De acordo com Sérgio Jucá, a atual situação provoca uma angústia nos promotores, principalmente aos integrantes do Gecoc. "Claro que não vamos diminuir o número de operações, pelo contrário, a tendência é aumentar. Mas, se não for encontrada uma solução urgente, vamos chegar a um colapso por conta da falta de vaga. ", disse o promotor.

Ainda de acordo com o procurado, a Casa de Custódia tem um número insuficiente de vagas para presos provisórios. Ele lembrou, também, que a Central de Flagrantes não foi projetada para abrigar presos provisórios, o que acontece atualmente "Na Central o problema é que presos passam mais de 15 dias detidos. Quando, no máximo, deveriam passar entre 24 a 48 horas. Isso se dá pelo número baixo de vagas na Casa de Custódia, além da precariedade do sistema, acarretando em superlotação", comentou ele.

Na edição do jornal Gazeta de Alagoas deste domingo, o secretário de Ressocialização e Inclusão Social, coronel Carlos Luna, declarou que teme perder o controle da situação com a superlotação do sistema prisional. "O sistema prisional se encontra hoje no limite do perigo. Se extrapolarmos esse limite, podemos perder totalmente o controle da situação", afirma.

Essa é a mesma preocupação do juiz da Vara de Execuções Penais, José Braga Neto, que teme rebeliões neste fim de ano. "É uma preocupação muito grande, a gente está correndo muito para abreviar ao máximo a entrega dessa unidade prisional masculina, ela está prevista para dia 20 de janeiro, mas eu defendo que a gente abra imediatamente. Abrindo essa unidade hoje, poderíamos provavelmente pegar cerca de 350 presos da carceragem da Polícia Civil. Claro, que aqueles de maior periculosidade. Os de menor se aplicaria medida cautelar. Isso também minimizaria a superlotação nas unidades mais vulneráveis do sistema prisional", propõe.
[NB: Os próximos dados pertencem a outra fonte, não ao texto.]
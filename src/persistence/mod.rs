//! Persistence layer for run history

#[cfg(feature = "sqlite")]
pub mod store;

#[cfg(feature = "sqlite")]
pub use store::SqliteHistoryStore;

use crate::core::{
    event::TriggerKind,
    run::Run,
    state::{RunStatus, StageStatus},
};
use anyhow::Result;
use chrono::{DateTime, Utc};
use serde::{Deserialize, Serialize};
use std::collections::HashMap;
use uuid::Uuid;

/// Summary of a finished run
#[derive(Debug, Clone, PartialEq, Eq, Serialize, Deserialize)]
pub struct RunSummary {
    pub run_id: Uuid,

    pub pipeline_name: String,

    pub status: RunStatus,

    pub trigger_kind: TriggerKind,

    #[serde(rename = "ref")]
    pub git_ref: String,

    pub commit_sha: String,

    pub started_at: Option<DateTime<Utc>>,

    pub ended_at: Option<DateTime<Utc>>,

    /// Work stages that ran to success; the notify stage is not counted
    pub succeeded_stages: usize,

    pub failed_stages: usize,

    pub skipped_stages: usize,

    /// Whether the run report was delivered; `None` if it was never attempted
    #[serde(default)]
    pub notified: Option<bool>,
}

impl RunSummary {
    /// Create a summary from a run
    pub fn from_run(run: &Run) -> Self {
        let count = |status: StageStatus| {
            run.stage_results
                .iter()
                .filter(|s| !s.is_notify() && s.status == status)
                .count()
        };
        let notified = run
            .stage_results
            .iter()
            .find(|s| s.is_notify())
            .map(|s| s.status == StageStatus::Success);
        Self {
            run_id: run.id,
            pipeline_name: run.pipeline_name.clone(),
            status: run.overall_status,
            trigger_kind: run.triggering_event.trigger_kind,
            git_ref: run.triggering_event.git_ref.clone(),
            commit_sha: run.triggering_event.commit_sha.clone(),
            started_at: run.started_at,
            ended_at: run.ended_at,
            succeeded_stages: count(StageStatus::Success),
            failed_stages: count(StageStatus::Failure),
            skipped_stages: count(StageStatus::Skipped),
            notified,
        }
    }

    /// Run duration in seconds, once both endpoints are known
    pub fn duration_secs(&self) -> Option<i64> {
        match (self.started_at, self.ended_at) {
            (Some(start), Some(end)) => Some(end.signed_duration_since(start).num_seconds()),
            _ => None,
        }
    }
}

/// Trait for run history backends
#[async_trait::async_trait]
pub trait HistoryStore: Send + Sync {
    /// Save (or replace) a run summary
    async fn save_run(&self, summary: &RunSummary) -> Result<()>;

    /// Load a run by ID
    async fn load_run(&self, run_id: Uuid) -> Result<Option<RunSummary>>;

    /// Most recent runs first, optionally for one pipeline
    async fn list_runs(&self, pipeline_name: Option<&str>, limit: usize) -> Result<Vec<RunSummary>>;

    /// All pipeline names with recorded runs
    async fn list_pipelines(&self) -> Result<Vec<String>>;
}

/// In-memory history (for testing or ephemeral use)
pub struct InMemoryHistory {
    runs: tokio::sync::RwLock<HashMap<Uuid, RunSummary>>,
}

impl InMemoryHistory {
    pub fn new() -> Self {
        Self {
            runs: tokio::sync::RwLock::new(HashMap::new()),
        }
    }
}

impl Default for InMemoryHistory {
    fn default() -> Self {
        Self::new()
    }
}

#[async_trait::async_trait]
impl HistoryStore for InMemoryHistory {
    async fn save_run(&self, summary: &RunSummary) -> Result<()> {
        self.runs.write().await.insert(summary.run_id, summary.clone());
        Ok(())
    }

    async fn load_run(&self, run_id: Uuid) -> Result<Option<RunSummary>> {
        Ok(self.runs.read().await.get(&run_id).cloned())
    }

    async fn list_runs(&self, pipeline_name: Option<&str>, limit: usize) -> Result<Vec<RunSummary>> {
        let runs = self.runs.read().await;
        let mut result: Vec<RunSummary> = runs
            .values()
            .filter(|r| pipeline_name.map_or(true, |name| r.pipeline_name == name))
            .cloned()
            .collect();
        result.sort_by(|a, b| b.started_at.cmp(&a.started_at));
        result.truncate(limit);
        Ok(result)
    }

    async fn list_pipelines(&self) -> Result<Vec<String>> {
        let runs = self.runs.read().await;
        let mut names: Vec<String> = runs.values().map(|r| r.pipeline_name.clone()).collect();
        names.sort();
        names.dedup();
        Ok(names)
    }
}

/// Open a SQLite pool; `:memory:` databases get a single connection so every
/// query sees the same database
#[cfg(feature = "sqlite")]
pub async fn connect_sqlite(db_path: &str) -> std::result::Result<sqlx::SqlitePool, sqlx::Error> {
    use sqlx::sqlite::{SqliteConnectOptions, SqlitePoolOptions};
    use std::str::FromStr;

    let options = SqliteConnectOptions::from_str(&format!("sqlite:{}", db_path))?
        .create_if_missing(true);
    let max_connections = if db_path == ":memory:" { 1 } else { 4 };
    SqlitePoolOptions::new()
        .max_connections(max_connections)
        .connect_with(options)
        .await
}
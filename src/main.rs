use anyhow::{Context, Result};
use shipyard::adapters::{ExecutorRegistry, ProcessRunner};
use shipyard::cache::{CacheStore, InMemoryCacheStore};
use shipyard::cli::commands::{CacheCommand, HistoryCommand, ListCommand, RunCommand, ValidateCommand};
use shipyard::cli::output::*;
use shipyard::cli::{Cli, Command};
use shipyard::core::{config::OrchestratorConfig, Event, RunStatus};
use shipyard::execution::Orchestrator;
use shipyard::persistence::{HistoryStore, InMemoryHistory};
use std::sync::Arc;
use tracing::{info, warn};
use tracing_subscriber::{EnvFilter, FmtSubscriber};

#[tokio::main]
async fn main() -> Result<()> {
    let cli = Cli::from_args();

    // Initialize logging; RUST_LOG wins over --verbose
    let default_level = if cli.verbose { "debug" } else { "info" };
    let filter = EnvFilter::try_from_default_env().unwrap_or_else(|_| EnvFilter::new(default_level));
    let subscriber = FmtSubscriber::builder().with_env_filter(filter).finish();
    tracing::subscriber::set_global_default(subscriber)
        .context("Failed to set logging subscriber")?;

    match &cli.command {
        Command::Run(cmd) => run_event(cmd).await?,
        Command::Validate(cmd) => validate_config(cmd)?,
        Command::List(cmd) => list_pipelines(cmd)?,
        Command::History(cmd) => show_history(cmd).await?,
        Command::Cache(cmd) => show_cache(cmd).await?,
    }

    Ok(())
}

async fn run_event(cmd: &RunCommand) -> Result<()> {
    let mut config =
        OrchestratorConfig::from_file(&cmd.config).context("Failed to load configuration")?;
    for (key, value) in &cmd.var {
        config.variables.insert(key.clone(), value.clone());
        println!("{} Variable override: {} = {}", INFO, style(key).cyan(), style(value).dim());
    }

    let event = Event::from_file(&cmd.event).context("Failed to load event")?;
    println!(
        "{} {} event on {} ({})",
        INFO,
        style(event.trigger_kind).bold(),
        style(&event.git_ref).cyan(),
        style(event.short_sha()).dim()
    );

    let registry = ExecutorRegistry::with_defaults(Arc::new(ProcessRunner::new()));
    let cache = open_cache(cmd.no_cache).await?;
    let history = open_history(cmd.no_history).await?;

    let orchestrator = Orchestrator::from_config(&config, registry, cache)?.with_history(history);
    orchestrator.executor().add_event_handler(|event| {
        println!("{}", format_execution_event(event));
    });
    let orchestrator = Arc::new(orchestrator);

    let interrupt = {
        let orchestrator = orchestrator.clone();
        tokio::spawn(async move {
            if tokio::signal::ctrl_c().await.is_ok() {
                let cancelled = orchestrator.cancel_all("interrupted");
                warn!("Interrupted, cancelling {} active run(s)", cancelled);
            }
        })
    };

    println!();
    let runs = orchestrator.dispatch(event).await;
    interrupt.abort();

    if runs.is_empty() {
        println!("\n{} No pipeline accepted the event", INFO);
        return Ok(());
    }

    println!("\n{} Runs:", INFO);
    for run in &runs {
        println!("  {}", format_run(run));
    }

    if runs.iter().any(|run| run.overall_status != RunStatus::Success) {
        std::process::exit(1);
    }

    Ok(())
}

#[cfg(feature = "sqlite")]
async fn open_cache(ephemeral: bool) -> Result<Arc<dyn CacheStore>> {
    if ephemeral {
        return Ok(Arc::new(InMemoryCacheStore::new()));
    }
    let store = shipyard::cache::SqliteCacheStore::with_default_path()
        .await
        .context("Failed to open cache")?;
    Ok(Arc::new(store))
}

#[cfg(not(feature = "sqlite"))]
async fn open_cache(_ephemeral: bool) -> Result<Arc<dyn CacheStore>> {
    Ok(Arc::new(InMemoryCacheStore::new()))
}

#[cfg(feature = "sqlite")]
async fn open_history(ephemeral: bool) -> Result<Arc<dyn HistoryStore>> {
    if ephemeral {
        return Ok(Arc::new(InMemoryHistory::new()));
    }
    Ok(Arc::new(
        shipyard::persistence::SqliteHistoryStore::with_default_path().await?,
    ))
}

#[cfg(not(feature = "sqlite"))]
async fn open_history(_ephemeral: bool) -> Result<Arc<dyn HistoryStore>> {
    Ok(Arc::new(InMemoryHistory::new()))
}

fn validate_config(cmd: &ValidateCommand) -> Result<()> {
    println!("{} Validating configuration...", INFO);

    match OrchestratorConfig::from_file(&cmd.config) {
        Ok(config) => {
            let registry = ExecutorRegistry::with_defaults(Arc::new(ProcessRunner::new()));
            if let Err(e) = registry.check_pipelines(&config.to_pipelines()) {
                println!("{} Validation failed:", CROSS);
                println!("  {}", style(e).red());
                std::process::exit(1);
            }

            println!("{} Configuration is valid!", CHECK);
            println!("  Pipelines: {}", style(config.pipelines.len()).cyan());
            println!("  Variables: {}", style(config.variables.len()).cyan());

            if cmd.json {
                let json = serde_json::to_string_pretty(&config)?;
                println!("\n{}", json);
            }
            Ok(())
        }
        Err(e) => {
            println!("{} Validation failed:", CROSS);
            println!("  {}", style(e).red());
            std::process::exit(1);
        }
    }
}

fn list_pipelines(cmd: &ListCommand) -> Result<()> {
    let config = OrchestratorConfig::from_file(&cmd.config).context("Failed to load configuration")?;
    let pipelines = config.to_pipelines();

    println!("{} Configured pipelines:", INFO);
    for pipeline in &pipelines {
        println!("{}", format_pipeline(pipeline));
    }

    Ok(())
}

async fn show_history(cmd: &HistoryCommand) -> Result<()> {
    let store = open_history(false).await?;

    if let Some(run_id) = &cmd.run_id {
        let run_id = uuid::Uuid::parse_str(run_id).context("Invalid run ID format")?;
        match store.load_run(run_id).await? {
            Some(summary) => {
                println!("{}", serde_json::to_string_pretty(&summary)?);
            }
            None => {
                println!("{} Run not found", WARN);
            }
        }
        return Ok(());
    }

    let runs = store.list_runs(cmd.pipeline.as_deref(), cmd.limit).await?;
    if runs.is_empty() {
        println!("{} No runs found", INFO);
        return Ok(());
    }

    if cmd.json {
        let data = serde_json::json!({ "runs": runs });
        println!("{}", serde_json::to_string_pretty(&data)?);
    } else {
        println!("{} Run history (showing latest {}):", INFO, cmd.limit);
        for summary in &runs {
            println!("  {}", format_run_summary(summary));
        }
    }

    Ok(())
}

async fn show_cache(cmd: &CacheCommand) -> Result<()> {
    let cache = open_cache(false).await?;
    let entries = cache.entries().await?;
    info!("{} cache entries", entries.len());

    if entries.is_empty() {
        println!("{} Cache is empty", INFO);
        return Ok(());
    }

    if cmd.json {
        let data = serde_json::json!({ "entries": entries });
        println!("{}", serde_json::to_string_pretty(&data)?);
    } else {
        println!("{} Cache entries:", INFO);
        for entry in &entries {
            println!("{}", format_cache_entry(entry));
        }
    }

    Ok(())
}
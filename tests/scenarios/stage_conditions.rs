//! Test: stage run conditions, blocking stages and exports between tasks

use crate::helpers::*;
use shipyard::core::{RunStatus, StageStatus, TaskStatus};

const CI: &str = r#"
pipelines:
  - name: "ci"
    on:
      push: {}
      pull_request: {}
    stages:
      - name: "test"
        tasks:
          - name: "unit"
            uses: "scripted"
      - name: "coverage"
        tasks:
          - name: "report-coverage"
            uses: "scripted"
      - name: "publish"
        when:
          all:
            - on_prior_success
            - on_event_kind: [push]
        tasks:
          - name: "publish-docs"
            uses: "scripted"
      - name: "announce"
        when:
          not:
            on_event_kind: [pull_request]
        tasks:
          - name: "announce"
            uses: "scripted"
            with:
              run: "post {{ publish-docs.url }} for {{ event.branch }}"
      - name: "cleanup"
        when: always
        tasks:
          - name: "cleanup"
            uses: "scripted"
"#;

#[tokio::test]
async fn test_push_runs_every_stage_and_passes_exports() {
    let harness = Harness::from_yaml(CI).build();
    harness.scripted.script(
        "publish-docs",
        Script::Export("url".to_string(), "https://docs.example.com/a1b2c3d".to_string()),
    );

    let runs = harness.orchestrator.dispatch(push_event()).await;

    let ci = run_of(&runs, "ci");
    assert_run_status(ci, RunStatus::Success);
    assert_eq!(
        harness.scripted.calls(),
        vec!["unit", "report-coverage", "publish-docs", "announce", "cleanup"]
    );
    assert_eq!(
        harness.scripted.rendered("announce"),
        vec!["post https://docs.example.com/a1b2c3d for main"]
    );
}

#[tokio::test]
async fn test_pr_skips_push_only_stages() {
    let harness = Harness::from_yaml(CI).build();

    let runs = harness.orchestrator.dispatch(pr_event()).await;

    let ci = run_of(&runs, "ci");
    assert_run_status(ci, RunStatus::Success);
    assert_stage(ci, "publish", StageStatus::Skipped);
    assert_eq!(
        ci.stage("publish").and_then(|s| s.skip_reason.as_deref()),
        Some("condition all(on_prior_success, on_event_kind(push)) not met")
    );
    assert_stage(ci, "announce", StageStatus::Skipped);
    assert_task(ci, "announce", "announce", TaskStatus::Skipped);
    assert_stage(ci, "cleanup", StageStatus::Success);
}

#[tokio::test]
async fn test_failure_skips_dependent_stages_but_not_always() {
    let harness = Harness::from_yaml(CI).build();
    harness.scripted.script("unit", Script::Fail("2 tests failed".to_string()));

    let runs = harness.orchestrator.dispatch(push_event()).await;

    let ci = run_of(&runs, "ci");
    assert_run_status(ci, RunStatus::Failure);
    assert_stage(ci, "test", StageStatus::Failure);
    assert_stage(ci, "coverage", StageStatus::Skipped);
    assert_eq!(
        ci.stage("coverage").and_then(|s| s.skip_reason.as_deref()),
        Some("condition on_prior_success not met")
    );
    assert_stage(ci, "publish", StageStatus::Skipped);
    // Not gated on prior success
    assert_stage(ci, "announce", StageStatus::Success);
    assert_stage(ci, "cleanup", StageStatus::Success);
}

#[tokio::test]
async fn test_skipped_blocking_stage_halts_run() {
    let yaml = r#"
pipelines:
  - name: "release"
    on:
      push: {}
      pull_request: {}
    stages:
      - name: "gate"
        blocking: true
        when:
          on_event_kind: [push]
        tasks:
          - name: "verify-tag"
            uses: "scripted"
      - name: "ship"
        when: always
        tasks:
          - name: "ship"
            uses: "scripted"
"#;
    let harness = Harness::from_yaml(yaml).build();

    let runs = harness.orchestrator.dispatch(pr_event()).await;

    let release = run_of(&runs, "release");
    assert_run_status(release, RunStatus::Failure);
    assert_stage(release, "gate", StageStatus::Skipped);
    assert_stage(release, "ship", StageStatus::Skipped);
    assert_eq!(
        release.stage("ship").and_then(|s| s.skip_reason.as_deref()),
        Some("blocking stage 'gate' did not run")
    );
    assert!(harness.scripted.calls().is_empty());

    // The report still goes out, once
    assert_eq!(harness.channel.payloads().len(), 1);
    assert_eq!(harness.channel.payloads()[0].status, RunStatus::Failure);
}

#[tokio::test]
async fn test_failed_blocking_stage_halts_run() {
    let yaml = r#"
pipelines:
  - name: "release"
    on:
      push: {}
    stages:
      - name: "gate"
        blocking: true
        tasks:
          - name: "verify-tag"
            uses: "scripted"
      - name: "ship"
        when: always
        tasks:
          - name: "ship"
            uses: "scripted"
"#;
    let harness = Harness::from_yaml(yaml).build();
    harness.scripted.script("verify-tag", Script::Fail("unsigned tag".to_string()));

    let runs = harness.orchestrator.dispatch(push_event()).await;

    let release = run_of(&runs, "release");
    assert_run_status(release, RunStatus::Failure);
    assert_eq!(
        release.stage("ship").and_then(|s| s.skip_reason.as_deref()),
        Some("blocking stage 'gate' failed")
    );
    assert_eq!(harness.scripted.calls(), vec!["verify-tag"]);
}
//! Deployment adapter and the `deploy` executor

use crate::adapters::{parse_params, CommandRunner, CommandSpec, ExecutorError, TaskExecutor, TaskOutput};
use crate::core::{context::RunContext, task::Task};
use async_trait::async_trait;
use serde::Deserialize;
use std::path::PathBuf;
use std::sync::Arc;
use tracing::info;

/// Container image to roll out on a workload
#[derive(Debug, Clone, PartialEq, Eq, Deserialize)]
pub struct ImageUpdate {
    /// Workload, e.g. `deployment/app`
    pub workload: String,
    pub container: String,
    pub image: String,
}

/// Cluster to deploy into
#[derive(Debug, Clone, Default, PartialEq, Eq)]
pub struct DeployTarget {
    pub namespace: Option<String>,
    pub kube_context: Option<String>,
}

/// Applies manifests and image updates to a cluster
#[async_trait]
pub trait Deployer: Send + Sync {
    async fn apply(
        &self,
        manifests: &[PathBuf],
        images: &[ImageUpdate],
        target: &DeployTarget,
    ) -> Result<String, ExecutorError>;
}

/// `Deployer` over the kubectl CLI
pub struct KubectlDeployer {
    runner: Arc<dyn CommandRunner>,
}

impl KubectlDeployer {
    pub fn new(runner: Arc<dyn CommandRunner>) -> Self {
        Self { runner }
    }

    fn kubectl(target: &DeployTarget) -> CommandSpec {
        let mut command = CommandSpec::new("kubectl");
        if let Some(context) = &target.kube_context {
            command = command.args(["--context", context.as_str()]);
        }
        if let Some(namespace) = &target.namespace {
            command = command.args(["--namespace", namespace.as_str()]);
        }
        command
    }
}

#[async_trait]
impl Deployer for KubectlDeployer {
    async fn apply(
        &self,
        manifests: &[PathBuf],
        images: &[ImageUpdate],
        target: &DeployTarget,
    ) -> Result<String, ExecutorError> {
        let mut output = String::new();

        for manifest in manifests {
            let command = Self::kubectl(target).args([
                "apply".to_string(),
                "--filename".to_string(),
                manifest.to_string_lossy().into_owned(),
            ]);
            output.push_str(&self.runner.run(&command).await?.stdout);
        }

        for update in images {
            let command = Self::kubectl(target).args([
                "set".to_string(),
                "image".to_string(),
                update.workload.clone(),
                format!("{}={}", update.container, update.image),
            ]);
            output.push_str(&self.runner.run(&command).await?.stdout);
        }

        Ok(output)
    }
}

#[derive(Debug, Deserialize)]
struct DeployParams {
    /// Manifest files or directories; `workspace:<name>/<path>` allowed
    manifests: Vec<String>,

    #[serde(default)]
    images: Vec<ImageUpdate>,

    #[serde(default)]
    namespace: Option<String>,

    #[serde(default)]
    kube_context: Option<String>,
}

/// `deploy`: apply manifests then roll out image updates
pub struct DeployExecutor {
    deployer: Arc<dyn Deployer>,
}

impl DeployExecutor {
    pub fn new(deployer: Arc<dyn Deployer>) -> Self {
        Self { deployer }
    }
}

#[async_trait]
impl TaskExecutor for DeployExecutor {
    async fn run(&self, task: &Task, ctx: &RunContext) -> Result<TaskOutput, ExecutorError> {
        let params: DeployParams = parse_params(task)?;
        if params.manifests.is_empty() {
            return Err(ExecutorError::InvalidParams(format!(
                "task '{}': at least one manifest is required",
                task.name
            )));
        }

        let manifests: Vec<PathBuf> = params
            .manifests
            .iter()
            .map(|m| ctx.resolve_dir(Some(m)))
            .collect();
        let target = DeployTarget {
            namespace: params.namespace,
            kube_context: params.kube_context,
        };

        let output = self.deployer.apply(&manifests, &params.images, &target).await?;
        info!(
            "Applied {} manifest(s), {} image update(s)",
            manifests.len(),
            params.images.len()
        );

        let mut result = TaskOutput::new(output);
        if let Some(first) = params.images.first() {
            result = result.with_artifact(first.image.clone());
        }
        Ok(result)
    }
}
Presídio de Segurança Máxima

O procurador Geral de Justiça comentou ainda sobre a inauguração do Presídio de Segurança Máxima, prevista para o início de 2015 e que vai funcionar em Maceió. Ele destacou que esta obra surgiu após uma ação do Ministério Público do Estado. "Nós do MP, por meio da procuradoria de Execuções Penais, temos trabalhado para melhorar a situação do sistema prisional de Alagoas. Com essa inauguração, acredito que situação vai melhorar, mas, certamente, não vai resolver", expôs.